Statistical Analysis

Baseline characteristics between subjects with ALPS with pulmonary abnormalities and those without pulmonary abnormalities on CT scans were compared using Fisher’s exact test (for discrete variables) and Wilcoxon’s rank-sum test (for continuous variables). Among the subjects with pulmonary abnormalities, results of baseline PFTs and computed tomography were summarized. Spearman’s correlations were estimated to evaluate the relationship between chest CT scan patterns and the percent predicted diffusing capacity of the lung for carbon monoxide (Dl_CO) corrected for Hb. A Bonferroni correction was applied to account for multiplicity.

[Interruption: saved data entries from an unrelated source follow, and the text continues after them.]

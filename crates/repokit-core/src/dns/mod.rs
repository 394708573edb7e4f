//! DNS record updater
//!
//! Pushes a list of records to a [`DnsProvider`], one request per record, in
//! order. There is no retry and no backoff: a rejected record is reported and
//! the next one is attempted.
//!
//! The overall run succeeds when every record marked `required` succeeded.
//! Best-effort records (for example a CNAME at the zone apex, which many
//! registrars refuse) are reported but do not fail the run.

use crate::config::RecordConfig;
use crate::traits::{DnsProvider, UpdateResult};
use tracing::{error, info, warn};

/// Result of pushing one record
#[derive(Debug, Clone, PartialEq, Eq)]
pub struct RecordOutcome {
    /// The record that was pushed
    pub record: RecordConfig,
    /// Provider result, or the error text (status and response body)
    pub result: Result<UpdateResult, String>,
}

impl RecordOutcome {
    /// True only when the provider accepted the record (or dry-run)
    pub fn succeeded(&self) -> bool {
        self.result.is_ok()
    }

    /// Error text, when the record failed
    pub fn error(&self) -> Option<&str> {
        self.result.as_ref().err().map(String::as_str)
    }
}

/// Summary of a DNS run
#[derive(Debug, Clone)]
pub struct DnsReport {
    /// Domain the records belong to
    pub domain: String,
    /// One outcome per record, in order
    pub outcomes: Vec<RecordOutcome>,
}

impl DnsReport {
    /// True when every required record succeeded
    pub fn succeeded(&self) -> bool {
        self.outcomes
            .iter()
            .filter(|o| o.record.required)
            .all(RecordOutcome::succeeded)
    }

    /// Outcomes that failed
    pub fn failures(&self) -> impl Iterator<Item = &RecordOutcome> {
        self.outcomes.iter().filter(|o| !o.succeeded())
    }
}

/// Pushes records for a single domain through one provider
pub struct DnsUpdater {
    /// Provider used for every record
    provider: Box<dyn DnsProvider>,

    /// Domain the records belong to
    domain: String,
}

impl DnsUpdater {
    /// Create a new updater
    pub fn new(provider: Box<dyn DnsProvider>, domain: impl Into<String>) -> Self {
        Self {
            provider,
            domain: domain.into(),
        }
    }

    /// Domain this updater writes to
    pub fn domain(&self) -> &str {
        &self.domain
    }

    /// Push one record
    pub async fn apply_record(&self, record: &RecordConfig) -> RecordOutcome {
        info!(
            "Configuring {} record: {} -> {} via {}",
            record.record_type,
            record.fqdn(&self.domain),
            record.data,
            self.provider.provider_name()
        );

        if !self.provider.supports_record(record) {
            let message = format!(
                "{} does not support {} records named '{}'",
                self.provider.provider_name(),
                record.record_type,
                record.name
            );
            warn!("{}", message);
            return RecordOutcome {
                record: record.clone(),
                result: Err(message),
            };
        }

        let result = match self.provider.replace_record(&self.domain, record).await {
            Ok(update) => {
                info!(
                    "Configured {} record for {}: {:?}",
                    record.record_type, record.name, update
                );
                Ok(update)
            }
            Err(e) => {
                error!(
                    "Failed to configure {} record for {}: {}",
                    record.record_type, record.name, e
                );
                Err(e.to_string())
            }
        };

        RecordOutcome {
            record: record.clone(),
            result,
        }
    }

    /// Push every record, sequentially
    pub async fn apply_all(&self, records: &[RecordConfig]) -> DnsReport {
        self.apply_all_with(records, |_| {}).await
    }

    /// Push every record, sequentially, calling `on_record` after each one
    pub async fn apply_all_with<F>(&self, records: &[RecordConfig], mut on_record: F) -> DnsReport
    where
        F: FnMut(&RecordOutcome),
    {
        let mut outcomes = Vec::with_capacity(records.len());
        for record in records {
            let outcome = self.apply_record(record).await;
            on_record(&outcome);
            outcomes.push(outcome);
        }

        DnsReport {
            domain: self.domain.clone(),
            outcomes,
        }
    }
}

To explore the clinical course, the proportion of patients managed with antibiotics, immunosuppression, or observation, as well as the proportion of patients whose clinical status improved, did not change, or worsened, was determined. Analyses were conducted using SAS version 9.4 (SAS Institute, Cary, NC) and R version 3.1.2 software.

Results

Clinical data, including CT images of the chest, were available for 234 (92%) of 255 of the patients with ALPS. Approximately 8% (n = 18) of patients in our cohort had at least one chest CT examination with abnormal lung findings that necessitated further clinical evaluation. The time from onset of ALPS-defining symptoms to first abnormal chest CT examination ranged from 1 to 37 years, with an average of 12.7 years.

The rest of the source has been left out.